E. M.: En Suisse, ce sont surtout des Somaliennes, des Ethiopiennes et des Erythréennes qui sont concernées. De nombreuses personnes en provenance de ces pays vivent en Suisse.

La majorité ont entre 19 et 34 ans, car elles sont en âge de procréer et vont consulter des gynécologues et des sages-femmes.

swissinfo: Que représente une excision pour la personne qui la subit?

E. M.: L’excision est une intervention douloureuse, une atteinte physique et psychique à l’intégrité des femmes et des petites filles.

Mais, bien sûr, cela va beaucoup plus loin. Les femmes excisées souffrent toute leur vie. Elles ont des infections urinaires et, de plus en plus, des problèmes de fistules et de menstruation.

En outre, l’ablation du clitoris réduit fortement toute sensation lors d’activités sexuelles. Souvent, l’accouchement, qui peut durer beaucoup plus longtemps, provoque la mort de l’enfant ou même de la mère.

swissinfo: Et qu’en est-il dans les autres pays d’Europe?


E. M.: Il est difficile d’établir des comparaisons. Nos collègues allemands sont en train d’organiser une enquête analogue.

Mais le problème a pris de l’importance partout depuis environ cinq ans. Tous les pays sont concernés, parce qu’ils sont tous touchés par les flux migratoires. Et parce que, entre-temps, le nombre de femmes en provenance de ces pays a augmenté.

swissinfo: Quelles mesures concrètes l’UNICEF va-t-il prendre?


E. M.: Sur le plan international, il s’est prononcé très clairement en faveur d’une tolérance zéro. Nous allons tout faire pour que la mutilation des fillettes soit interdite et punie dans tous les pays.

Nous voulons faire un travail d’explication et d’information, afin de faire prendre conscience aux gens de la gravité des conséquences de l’excision. Il règne en effet une immense ignorance à ce sujet.

Nous proposons aussi un programme de dédommagement aux exciseuses afin de les encourager à changer de métier.

En Suisse aussi, il faut clarifier les choses. Mais il faut aussi, sur le plan juridique, définir des sanctions contre les gens qui, ici, procèdent à des excisions ou s’en rendent complices.

swissinfo: Quelles sont les mesures à prendre en Suisse sur le plan médical?

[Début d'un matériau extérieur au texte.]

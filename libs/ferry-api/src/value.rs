use std::fmt;

use serde::{Deserialize, Serialize};

/// Untyped value as it arrives from the transport.
///
/// Exactly one variant is active, so the tag always agrees with the payload.
///
/// - Scalars (Bool, Int, String): converted by the scalar converters
/// - Float: only a marker for kind inference, no converter accepts it
/// - List, Map: recursive, need an explicit element/key/value descriptor
#[derive(Debug, Clone, PartialEq, Serialize, Deserialize)]
#[serde(rename_all = "snake_case")]
pub enum WireValue {
    Bool(bool),
    Int(i64),
    Float(f64),
    String(String),
    List(Vec<WireValue>),
    /// Entries in wire order. Keys are not required to be unique.
    Map(Vec<(WireValue, WireValue)>),
}

/// Tag of the active `WireValue` variant.
#[derive(Debug, Clone, Copy, PartialEq, Eq, Hash)]
pub enum WireTag {
    Bool,
    Int,
    Float,
    String,
    List,
    Map,
}

impl WireValue {
    pub fn tag(&self) -> WireTag {
        match self {
            WireValue::Bool(_) => WireTag::Bool,
            WireValue::Int(_) => WireTag::Int,
            WireValue::Float(_) => WireTag::Float,
            WireValue::String(_) => WireTag::String,
            WireValue::List(_) => WireTag::List,
            WireValue::Map(_) => WireTag::Map,
        }
    }
}

impl fmt::Display for WireTag {
    fn fmt(&self, f: &mut fmt::Formatter<'_>) -> fmt::Result {
        match self {
            WireTag::Bool => f.write_str("bool"),
            WireTag::Int => f.write_str("int"),
            WireTag::Float => f.write_str("float"),
            WireTag::String => f.write_str("string"),
            WireTag::List => f.write_str("list"),
            WireTag::Map => f.write_str("map"),
        }
    }
}

/// Collections nested deeper than this render as `[...]` or `{...}`.
const DISPLAY_DEPTH: usize = 8;

/// Compact representation, used to name map keys in error messages.
///
/// Strings are quoted: `key "x": ...`. Nesting is cut off at
/// `DISPLAY_DEPTH`, so rendering never recurses further than that.
impl fmt::Display for WireValue {
    fn fmt(&self, f: &mut fmt::Formatter<'_>) -> fmt::Result {
        self.write_compact(f, DISPLAY_DEPTH)
    }
}

impl WireValue {
    fn write_compact(&self, f: &mut fmt::Formatter<'_>, depth: usize) -> fmt::Result {
        match self {
            WireValue::Bool(b) => write!(f, "{b}"),
            WireValue::Int(i) => write!(f, "{i}"),
            WireValue::Float(x) => write!(f, "{x:?}"),
            WireValue::String(s) => write!(f, "{s:?}"),
            WireValue::List(items) if items.is_empty() => f.write_str("[]"),
            WireValue::List(_) if depth == 0 => f.write_str("[...]"),
            WireValue::List(items) => {
                f.write_str("[")?;
                for (i, item) in items.iter().enumerate() {
                    if i > 0 {
                        f.write_str(", ")?;
                    }
                    item.write_compact(f, depth - 1)?;
                }
                f.write_str("]")
            }
            WireValue::Map(entries) if entries.is_empty() => f.write_str("{}"),
            WireValue::Map(_) if depth == 0 => f.write_str("{...}"),
            WireValue::Map(entries) => {
                f.write_str("{")?;
                for (i, (k, v)) in entries.iter().enumerate() {
                    if i > 0 {
                        f.write_str(", ")?;
                    }
                    k.write_compact(f, depth - 1)?;
                    f.write_str(": ")?;
                    v.write_compact(f, depth - 1)?;
                }
                f.write_str("}")
            }
        }
    }
}

impl From<bool> for WireValue {
    fn from(b: bool) -> Self {
        WireValue::Bool(b)
    }
}

impl From<i64> for WireValue {
    fn from(i: i64) -> Self {
        WireValue::Int(i)
    }
}

impl From<&str> for WireValue {
    fn from(s: &str) -> Self {
        WireValue::String(s.to_string())
    }
}

impl From<String> for WireValue {
    fn from(s: String) -> Self {
        WireValue::String(s)
    }
}

#[cfg(test)]
mod tests {
    use super::*;

    #[test]
    fn tag_matches_variant() {
        assert_eq!(WireValue::Bool(true).tag(), WireTag::Bool);
        assert_eq!(WireValue::Int(1).tag(), WireTag::Int);
        assert_eq!(WireValue::Float(1.5).tag(), WireTag::Float);
        assert_eq!(WireValue::from("a").tag(), WireTag::String);
        assert_eq!(WireValue::List(vec![]).tag(), WireTag::List);
        assert_eq!(WireValue::Map(vec![]).tag(), WireTag::Map);
    }

    #[test]
    fn display_quotes_strings() {
        assert_eq!(WireValue::from("x").to_string(), "\"x\"");
        assert_eq!(WireValue::from("a\"b").to_string(), "\"a\\\"b\"");
        assert_eq!(WireValue::Int(-3).to_string(), "-3");
        assert_eq!(WireValue::Float(2.0).to_string(), "2.0");
    }

    #[test]
    fn display_nested() {
        let v = WireValue::Map(vec![(
            WireValue::Int(1),
            WireValue::List(vec![WireValue::from("a"), WireValue::Bool(false)]),
        )]);
        assert_eq!(v.to_string(), "{1: [\"a\", false]}");
    }

    #[test]
    fn display_cuts_off_deep_nesting() {
        let mut v = WireValue::Int(1);
        for _ in 0..10_000 {
            v = WireValue::List(vec![v]);
        }
        let expected = format!("{}[...]{}", "[".repeat(DISPLAY_DEPTH), "]".repeat(DISPLAY_DEPTH));
        assert_eq!(v.to_string(), expected);

        let map = WireValue::Map(vec![(WireValue::Int(1), WireValue::List(vec![]))]);
        let mut nested = map.clone();
        for _ in 0..DISPLAY_DEPTH {
            nested = WireValue::List(vec![nested]);
        }
        assert!(nested.to_string().contains("{...}"));
        assert_eq!(map.to_string(), "{1: []}");
    }

    #[test]
    fn json_encoding_is_externally_tagged() {
        let v: WireValue =
            serde_json::from_str(r#"{"map": [[{"int": 1}, {"string": "a"}]]}"#).unwrap();
        assert_eq!(
            v,
            WireValue::Map(vec![(WireValue::Int(1), WireValue::from("a"))])
        );
        assert_eq!(
            serde_json::to_string(&WireValue::List(vec![WireValue::Bool(true)])).unwrap(),
            r#"{"list":[{"bool":true}]}"#
        );
    }
}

E. M.: Le personnel médical doit être informé de la problématique et de ses conséquences. Savoir ce qui relève de l’identité culturelle et ce qui relève des droits de l’homme.

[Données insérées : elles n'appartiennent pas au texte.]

//! Record store for agents and chat history

use async_trait::async_trait;
use chrono::NaiveDateTime;
use diesel::prelude::*;
use shared::{HistoryMessage, MessageSender};
use uuid::Uuid;

use crate::db::{interact, DbPool, StoreError};
use crate::models::{Assistant, ChatMessage, NewAssistant, NewChat, NewChatMessage};

#[async_trait]
pub trait AssistantStore: Send + Sync {
    async fn insert(&self, new_assistant: NewAssistant) -> Result<Assistant, StoreError>;

    /// Non-deleted agents, newest first
    async fn list_active(&self) -> Result<Vec<Assistant>, StoreError>;

    async fn find_active(&self, assistant_id: &str) -> Result<Option<Assistant>, StoreError>;

    /// Returns false when no live agent had that id
    async fn soft_delete(&self, assistant_id: &str) -> Result<bool, StoreError>;
}

/// One question/answer pair to append to a thread's history
#[derive(Debug, Clone)]
pub struct Exchange {
    pub question: String,
    pub answer: String,
    pub asked_at: NaiveDateTime,
    pub answered_at: NaiveDateTime,
}

#[async_trait]
pub trait ChatStore: Send + Sync {
    /// Append an exchange, creating the chat record for the thread if needed
    async fn record_exchange(
        &self,
        assistant: Uuid,
        thread_id: &str,
        exchange: Exchange,
    ) -> Result<(), StoreError>;

    /// Messages of a thread in chronological order, or `None` for an unknown thread
    async fn history(
        &self,
        assistant: Uuid,
        thread_id: &str,
    ) -> Result<Option<Vec<HistoryMessage>>, StoreError>;
}

/// Postgres-backed store
#[derive(Clone)]
pub struct PgStore {
    pool: DbPool,
}

impl PgStore {
    pub fn new(pool: DbPool) -> Self {
        Self { pool }
    }
}

#[async_trait]
impl AssistantStore for PgStore {
    async fn insert(&self, new_assistant: NewAssistant) -> Result<Assistant, StoreError> {
        use crate::schema::assistants;

        interact(&self.pool, move |conn| {
            diesel::insert_into(assistants::table)
                .values(&new_assistant)
                .returning(Assistant::as_returning())
                .get_result(conn)
        })
        .await
    }

    async fn list_active(&self) -> Result<Vec<Assistant>, StoreError> {
        use crate::schema::assistants;

        interact(&self.pool, |conn| {
            assistants::table
                .filter(assistants::is_deleted.eq(false))
                .order(assistants::created_at.desc())
                .select(Assistant::as_select())
                .load(conn)
        })
        .await
    }

    async fn find_active(&self, assistant_id: &str) -> Result<Option<Assistant>, StoreError> {
        use crate::schema::assistants;

        let assistant_id = assistant_id.to_string();
        interact(&self.pool, move |conn| {
            assistants::table
                .filter(assistants::assistant_id.eq(assistant_id))
                .filter(assistants::is_deleted.eq(false))
                .select(Assistant::as_select())
                .first(conn)
                .optional()
        })
        .await
    }

    async fn soft_delete(&self, assistant_id: &str) -> Result<bool, StoreError> {
        use crate::schema::assistants;

        let assistant_id = assistant_id.to_string();
        let updated = interact(&self.pool, move |conn| {
            diesel::update(
                assistants::table
                    .filter(assistants::assistant_id.eq(assistant_id))
                    .filter(assistants::is_deleted.eq(false)),
            )
            .set(assistants::is_deleted.eq(true))
            .execute(conn)
        })
        .await?;

        Ok(updated > 0)
    }
}

#[async_trait]
impl ChatStore for PgStore {
    async fn record_exchange(
        &self,
        assistant: Uuid,
        thread_id: &str,
        exchange: Exchange,
    ) -> Result<(), StoreError> {
        use crate::schema::{chat_messages, chats};

        let thread_id = thread_id.to_string();
        interact(&self.pool, move |conn| {
            conn.transaction(|conn| {
                let chat_id: Uuid = diesel::insert_into(chats::table)
                    .values(&NewChat {
                        assistant_id: assistant,
                        thread_id,
                    })
                    .on_conflict((chats::assistant_id, chats::thread_id))
                    .do_update()
                    .set(chats::updated_at.eq(diesel::dsl::now))
                    .returning(chats::id)
                    .get_result(conn)?;

                let messages = vec![
                    NewChatMessage {
                        chat_id,
                        sender: MessageSender::User.as_str().to_string(),
                        content: exchange.question,
                        created_at: exchange.asked_at,
                    },
                    NewChatMessage {
                        chat_id,
                        sender: MessageSender::Assistant.as_str().to_string(),
                        content: exchange.answer,
                        created_at: exchange.answered_at,
                    },
                ];

                diesel::insert_into(chat_messages::table)
                    .values(&messages)
                    .execute(conn)?;

                Ok(())
            })
        })
        .await
    }

    async fn history(
        &self,
        assistant: Uuid,
        thread_id: &str,
    ) -> Result<Option<Vec<HistoryMessage>>, StoreError> {
        use crate::schema::{chat_messages, chats};

        let thread_id = thread_id.to_string();
        interact(&self.pool, move |conn| {
            let chat_id = chats::table
                .filter(chats::thread_id.eq(thread_id))
                .filter(chats::assistant_id.eq(assistant))
                .select(chats::id)
                .first::<Uuid>(conn)
                .optional()?;

            let Some(chat_id) = chat_id else {
                return Ok(None);
            };

            let messages: Vec<ChatMessage> = chat_messages::table
                .filter(chat_messages::chat_id.eq(chat_id))
                .order(chat_messages::created_at.asc())
                .select(ChatMessage::as_select())
                .load(conn)?;

            Ok(Some(messages.into_iter().filter_map(to_history).collect()))
        })
        .await
    }
}

fn to_history(message: ChatMessage) -> Option<HistoryMessage> {
    Some(HistoryMessage {
        sender: MessageSender::parse(&message.sender)?,
        content: message.content,
        timestamp: message.created_at,
    })
}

Il faut aussi donner une base légale au personnel médical. Avec d’autres organisations, nous sommes en train de le faire.

En répondant à des questions du genre ‘Où m’adresser, quand et comment suis-je punissable par la loi?’ Mais aussi: ‘Comment puis-je aider? Que puis-je faire si je sais qu’une jeune fille va être excisée? Puis-je être libéré du secret médical‘? Toutes ces informations sont importantes pour les médecins et les sages-femmes.

swissinfo: Et sur le plan juridique, que préconisez-vous?


E. M.: En Suisse, l’excision des filles est punie par la loi. Cela vaut pour les personnes qui pratiquent l’opération comme pour les parents. De même lorsque la fillette est emmenée dans un autre pays pour se faire exciser, pour autant que ce soit un pays ou l’excision est interdite.

swissinfo: Une famille qui va en Somalie ne peut donc pas être poursuivie?

E. M.: A l’heure actuelle, la complicité n’est pas poursuivie. Mais, bien entendu, il faudrait que, là aussi, on puisse examiner la situation du point de vue légal.

swissinfo: L’excision se pratique surtout au nom de la religion…

E. M.: L’excision n’est exigée par aucune religion, je tiens à le préciser. Il existe certaines indications que les deux sont liées, surtout chez les fanatiques religieux.

Pourtant, c’est beaucoup plus une tradition séculaire qui est à l’origine de l’excision, pour des raisons sociales, sociologiques ou sanitaires.

swissinfo: Et qu’en est-il du point de vue des droits de l’homme?


E. M.: La mutilation des petites filles est une atteinte aux droits des enfants et des hommes. Chaque enfant a droit au respect de son intégrité corporelle. Si on s’attaque à son corps au risque de provoquer sa mort, cette tradition ne peut se justifier par des critères d’ordre culturel.

Hormis la Somalie et les Etats-Unis, tous les Etats membres de l’ONU ont signé la Convention des droits de l’enfant. Il est donc du devoir de chaque pays de faire en sorte que les enfants vivant sur son territoire soient protégés de l’excision.